Stored data section start
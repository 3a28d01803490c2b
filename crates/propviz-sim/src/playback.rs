//! PlaybackScheduler: moves the designated entity along a loaded route on
//! a fixed period.
//!
//! The timer is a deadline polled with the current time. A poll that finds
//! the deadline passed fires exactly one tick and re-arms from `now`, so a
//! stalled loop never bursts through the route.

use std::time::{Duration, Instant};

use tracing::{debug, info};

use propviz_core::constants::{DEFAULT_MOVING_ENTITY_ID, PLAYBACK_MIN_SPEED, PLAYBACK_PERIOD_MS};
use propviz_core::enums::{ControlHolder, PlaybackState, StopReason};
use propviz_core::error::PreconditionError;
use propviz_core::state::PlaybackView;
use propviz_core::types::{GeoPoint, Route};
use propviz_geo::{glyph_heading_deg, CoordinateTransform, RouteSnapper};

use crate::directory::{ControlToken, EntityDirectory};

/// One applied playback step.
#[derive(Debug, Clone, PartialEq)]
pub struct PlaybackStep {
    pub entity_id: String,
    pub index: usize,
    pub position: GeoPoint,
    pub heading_deg: f64,
}

#[derive(Debug, Clone, PartialEq)]
pub enum TickOutcome {
    /// Entity advanced; playback continues.
    Moved(PlaybackStep),
    /// Entity advanced onto the last segment; playback stopped.
    Finished(PlaybackStep),
    /// Tick could not run; playback stopped.
    Stopped { index: usize, reason: StopReason },
}

#[derive(Debug)]
pub struct PlaybackScheduler {
    route: Route,
    index: usize,
    speed: f64,
    snap: bool,
    period: Duration,
    preferred_id: String,
    next_due: Option<Instant>,
    token: Option<ControlToken>,
}

impl Default for PlaybackScheduler {
    fn default() -> Self {
        Self::new(
            Duration::from_millis(PLAYBACK_PERIOD_MS),
            DEFAULT_MOVING_ENTITY_ID.to_string(),
        )
    }
}

impl PlaybackScheduler {
    pub fn new(period: Duration, preferred_id: String) -> Self {
        Self {
            route: Route::default(),
            index: 0,
            speed: 1.0,
            snap: false,
            period,
            preferred_id,
            next_due: None,
            token: None,
        }
    }

    pub fn state(&self) -> PlaybackState {
        if self.next_due.is_some() {
            PlaybackState::Playing
        } else {
            PlaybackState::Stopped
        }
    }

    pub fn is_playing(&self) -> bool {
        self.next_due.is_some()
    }

    pub fn index(&self) -> usize {
        self.index
    }

    pub fn route(&self) -> &Route {
        &self.route
    }

    pub fn period(&self) -> Duration {
        self.period
    }

    pub fn next_due(&self) -> Option<Instant> {
        self.next_due
    }

    pub fn view(&self) -> PlaybackView {
        PlaybackView {
            state: self.state(),
            index: self.index,
            route_len: self.route.len(),
            snap: self.snap,
            speed: self.speed,
        }
    }

    /// Replace the route and rewind. A route shorter than two points is
    /// rejected and the current one kept.
    pub fn load_route(&mut self, route: Route) -> Result<(), PreconditionError> {
        if route.len() < 2 {
            return Err(PreconditionError::RouteTooShort(route.len()));
        }
        info!(points = route.len(), "route loaded");
        self.route = route;
        self.index = 0;
        Ok(())
    }

    /// Arm the timer; the first tick fires one period after `now`.
    /// Restarting while playing re-arms without rewinding.
    pub fn start(&mut self, now: Instant, speed: f64, snap: bool) -> Result<(), PreconditionError> {
        if self.route.len() < 2 {
            return Err(PreconditionError::RouteTooShort(self.route.len()));
        }
        self.speed = speed;
        self.snap = snap;
        self.next_due = Some(now + self.period);
        debug!(index = self.index, speed, snap, "playback started");
        Ok(())
    }

    pub fn set_speed(&mut self, speed: f64) {
        self.speed = speed;
    }

    pub fn set_snap(&mut self, snap: bool) {
        self.snap = snap;
    }

    /// Cancel the timer, keeping the index.
    pub fn pause<D>(&mut self, directory: &mut D)
    where
        D: EntityDirectory + ?Sized,
    {
        if self.next_due.is_some() {
            debug!(index = self.index, "playback paused");
        }
        self.stop(directory);
    }

    /// Index increment for the current speed: `max(1, round(max(0.5, speed)))`.
    /// A missing or non-finite speed counts as 1.
    pub fn stride(&self) -> usize {
        let speed = if self.speed.is_finite() && self.speed != 0.0 {
            self.speed
        } else {
            1.0
        };
        (speed.max(PLAYBACK_MIN_SPEED).round() as usize).max(1)
    }

    /// Fire a tick if the deadline has passed.
    pub fn poll<D, T>(
        &mut self,
        now: Instant,
        directory: &mut D,
        snapper: &RouteSnapper,
        transform: &T,
    ) -> Option<TickOutcome>
    where
        D: EntityDirectory + ?Sized,
        T: CoordinateTransform + ?Sized,
    {
        let due = self.next_due?;
        if now < due {
            return None;
        }
        self.next_due = Some(now + self.period);
        Some(self.tick(directory, snapper, transform))
    }

    /// Advance one step immediately.
    pub fn tick<D, T>(&mut self, directory: &mut D, snapper: &RouteSnapper, transform: &T) -> TickOutcome
    where
        D: EntityDirectory + ?Sized,
        T: CoordinateTransform + ?Sized,
    {
        let Some(entity_id) = directory.moving_entity(&self.preferred_id).map(|e| e.id.clone()) else {
            return self.halt(directory, StopReason::NoMovingEntity);
        };

        if self.token.as_ref().is_some_and(|t| t.entity_id() != entity_id) {
            if let Some(old) = self.token.take() {
                directory.release(old);
            }
        }
        if self.token.is_none() {
            match directory.acquire(&entity_id, ControlHolder::Playback) {
                Ok(token) => self.token = Some(token),
                Err(_) => return self.halt(directory, StopReason::ControlHeld),
            }
        }

        let last = self.route.len().saturating_sub(2);
        self.index = (self.index + self.stride()).min(last);
        let (Some(a), Some(b)) = (self.route.get(self.index), self.route.get(self.index + 1)) else {
            return self.halt(directory, StopReason::RouteEnd);
        };
        let position = if self.snap { snapper.snap(a, transform) } else { a };
        let heading_deg = glyph_heading_deg(a, b);

        let applied = match &self.token {
            Some(token) => directory.apply_playback(token, position, heading_deg),
            None => Err(PreconditionError::NoMovingEntity),
        };
        if let Err(err) = applied {
            debug!(%err, "playback write refused");
            let reason = match err {
                PreconditionError::WrongCoordinateMode => StopReason::WrongCoordinateMode,
                PreconditionError::ControlHeld { .. } => StopReason::ControlHeld,
                _ => StopReason::NoMovingEntity,
            };
            return self.halt(directory, reason);
        }

        let step = PlaybackStep {
            entity_id,
            index: self.index,
            position,
            heading_deg,
        };
        if self.index >= last {
            info!(index = self.index, "route finished");
            self.stop(directory);
            TickOutcome::Finished(step)
        } else {
            TickOutcome::Moved(step)
        }
    }

    fn halt<D>(&mut self, directory: &mut D, reason: StopReason) -> TickOutcome
    where
        D: EntityDirectory + ?Sized,
    {
        debug!(index = self.index, ?reason, "playback stopped");
        self.stop(directory);
        TickOutcome::Stopped {
            index: self.index,
            reason,
        }
    }

    fn stop<D>(&mut self, directory: &mut D)
    where
        D: EntityDirectory + ?Sized,
    {
        self.next_due = None;
        if let Some(token) = self.token.take() {
            directory.release(token);
        }
    }
}

#[cfg(test)]
mod tests {
    use super::*;
    use crate::directory::SceneDirectory;
    use propviz_core::enums::EntityKind;
    use propviz_core::types::{Airway, Entity, Position, Scene, Viewport};
    use propviz_geo::MapTransform;

    fn directory() -> SceneDirectory {
        let mut scene = Scene::default();
        scene.entities = vec![
            Entity::new("tx", EntityKind::Transmitter, Position::geo(10.0, 0.0)),
            Entity::new("plane", EntityKind::Aircraft, Position::geo(0.0, 0.0)),
        ];
        let mut dir = SceneDirectory::new();
        dir.load(scene);
        dir
    }

    /// Eastbound route along the equator, one point per 0.1 degree.
    fn route(n: usize) -> Route {
        Route::new((0..n).map(|i| GeoPoint::new(0.0, i as f64 * 0.1)).collect())
    }

    fn map() -> MapTransform {
        MapTransform::new(GeoPoint::new(0.0, 0.5), 8.0, Viewport::new(800.0, 600.0))
    }

    fn scheduler(n: usize) -> PlaybackScheduler {
        let mut s = PlaybackScheduler::default();
        s.load_route(route(n)).unwrap();
        s
    }

    #[test]
    fn test_start_requires_route() {
        let mut s = PlaybackScheduler::default();
        assert_eq!(
            s.start(Instant::now(), 1.0, false),
            Err(PreconditionError::RouteTooShort(0))
        );
        assert_eq!(s.state(), PlaybackState::Stopped);
        assert_eq!(
            s.load_route(route(1)),
            Err(PreconditionError::RouteTooShort(1))
        );
    }

    #[test]
    fn test_stride() {
        let mut s = PlaybackScheduler::default();
        for (speed, stride) in [(1.0, 1), (0.1, 1), (2.4, 2), (2.5, 3), (f64::NAN, 1), (0.0, 1), (-3.0, 1)] {
            s.set_speed(speed);
            assert_eq!(s.stride(), stride, "speed {speed}");
        }
    }

    #[test]
    fn test_ticks_advance_and_finish() {
        let mut dir = directory();
        let mut s = scheduler(5);
        let t0 = Instant::now();
        s.start(t0, 1.0, false).unwrap();
        let snapper = RouteSnapper::default();

        assert!(s.poll(t0, &mut dir, &snapper, &map()).is_none());

        let mut t = t0;
        let mut indices = Vec::new();
        let outcome = loop {
            t += s.period();
            match s.poll(t, &mut dir, &snapper, &map()).unwrap() {
                TickOutcome::Moved(step) => indices.push(step.index),
                other => break other,
            }
        };
        assert_eq!(indices, [1, 2]);
        let TickOutcome::Finished(step) = outcome else {
            panic!("expected finish, got {outcome:?}");
        };
        assert_eq!(step.index, 3);
        assert_eq!(step.entity_id, "plane");
        assert!((step.heading_deg - 0.0).abs() < 1e-9);
        assert_eq!(dir.find("plane").unwrap().position, Position::geo(0.0, 0.30000000000000004));
        assert_eq!(s.state(), PlaybackState::Stopped);
        assert_eq!(dir.holder("plane"), None);
    }

    #[test]
    fn test_fast_speed_clamps_to_last_segment() {
        let mut dir = directory();
        let mut s = scheduler(4);
        s.start(Instant::now(), 10.0, false).unwrap();
        let outcome = s.tick(&mut dir, &RouteSnapper::default(), &map());
        assert!(matches!(outcome, TickOutcome::Finished(ref step) if step.index == 2));
    }

    #[test]
    fn test_late_poll_fires_once_and_rearms() {
        let mut dir = directory();
        let mut s = scheduler(10);
        let t0 = Instant::now();
        s.start(t0, 1.0, false).unwrap();
        let late = t0 + s.period() * 5;
        assert!(s.poll(late, &mut dir, &RouteSnapper::default(), &map()).is_some());
        assert_eq!(s.index(), 1);
        assert_eq!(s.next_due(), Some(late + s.period()));
        assert!(s.poll(late, &mut dir, &RouteSnapper::default(), &map()).is_none());
    }

    #[test]
    fn test_pause_keeps_index_and_releases() {
        let mut dir = directory();
        let mut s = scheduler(10);
        s.start(Instant::now(), 2.0, false).unwrap();
        s.tick(&mut dir, &RouteSnapper::default(), &map());
        assert_eq!(dir.holder("plane"), Some(ControlHolder::Playback));
        s.pause(&mut dir);
        assert_eq!(s.index(), 2);
        assert_eq!(s.state(), PlaybackState::Stopped);
        assert_eq!(dir.holder("plane"), None);
    }

    #[test]
    fn test_load_route_rewinds() {
        let mut dir = directory();
        let mut s = scheduler(10);
        s.start(Instant::now(), 3.0, false).unwrap();
        s.tick(&mut dir, &RouteSnapper::default(), &map());
        assert_eq!(s.index(), 3);
        s.load_route(route(6)).unwrap();
        assert_eq!(s.index(), 0);
    }

    #[test]
    fn test_missing_moving_entity_stops() {
        let mut dir = SceneDirectory::new();
        dir.load(Scene::default());
        let mut s = scheduler(5);
        s.start(Instant::now(), 1.0, false).unwrap();
        let outcome = s.tick(&mut dir, &RouteSnapper::default(), &map());
        assert_eq!(
            outcome,
            TickOutcome::Stopped {
                index: 0,
                reason: StopReason::NoMovingEntity
            }
        );
        assert!(!s.is_playing());
    }

    #[test]
    fn test_drag_lease_stops_playback() {
        let mut dir = directory();
        let _drag = dir.acquire("plane", ControlHolder::Drag).unwrap();
        let mut s = scheduler(5);
        s.start(Instant::now(), 1.0, false).unwrap();
        let outcome = s.tick(&mut dir, &RouteSnapper::default(), &map());
        assert!(matches!(
            outcome,
            TickOutcome::Stopped {
                reason: StopReason::ControlHeld,
                ..
            }
        ));
        assert_eq!(dir.find("plane").unwrap().position, Position::geo(0.0, 0.0));
    }

    #[test]
    fn test_grid_positioned_aircraft_stops_with_mode_reason() {
        let mut scene = Scene::default();
        scene.entities = vec![Entity::new("plane", EntityKind::Aircraft, Position::grid(5.0, 5.0))];
        let mut dir = SceneDirectory::new();
        dir.load(scene);
        let mut s = scheduler(5);
        s.start(Instant::now(), 1.0, false).unwrap();
        let outcome = s.tick(&mut dir, &RouteSnapper::default(), &map());
        assert_eq!(
            outcome,
            TickOutcome::Stopped {
                index: 1,
                reason: StopReason::WrongCoordinateMode
            }
        );
        assert_eq!(dir.find("plane").unwrap().position, Position::grid(5.0, 5.0));
        assert_eq!(dir.holder("plane"), None);
    }

    #[test]
    fn test_snap_applies_to_position_not_heading() {
        let mut dir = directory();
        // Airway runs 0.05 degrees north of the route
        let snapper = RouteSnapper::new(vec![Airway::new(
            "north",
            vec![GeoPoint::new(0.05, 0.0), GeoPoint::new(0.05, 2.0)],
        )]);
        let mut s = scheduler(5);
        s.start(Instant::now(), 1.0, true).unwrap();
        let TickOutcome::Moved(step) = s.tick(&mut dir, &snapper, &map()) else {
            panic!("expected a move");
        };
        assert!((step.position.lat - 0.05).abs() < 1e-9);
        assert!((step.position.lon - 0.1).abs() < 1e-9);
        // Heading still follows the raw route: due East
        assert!(step.heading_deg.abs() < 1e-9);
    }

    #[test]
    fn test_preferred_id_wins_over_first_aircraft() {
        let mut dir = directory();
        let mut s = PlaybackScheduler::new(Duration::from_millis(10), "tx".into());
        s.load_route(route(4)).unwrap();
        s.start(Instant::now(), 1.0, false).unwrap();
        let TickOutcome::Moved(step) = s.tick(&mut dir, &RouteSnapper::default(), &map()) else {
            panic!("expected a move");
        };
        assert_eq!(step.entity_id, "tx");
    }
}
Stored data section end
Return, from the material above, every line with the word "round".

Answer below
    /// Index increment for the current speed: `max(1, round(max(0.5, speed)))`.
        (speed.max(PLAYBACK_MIN_SPEED).round() as usize).max(1)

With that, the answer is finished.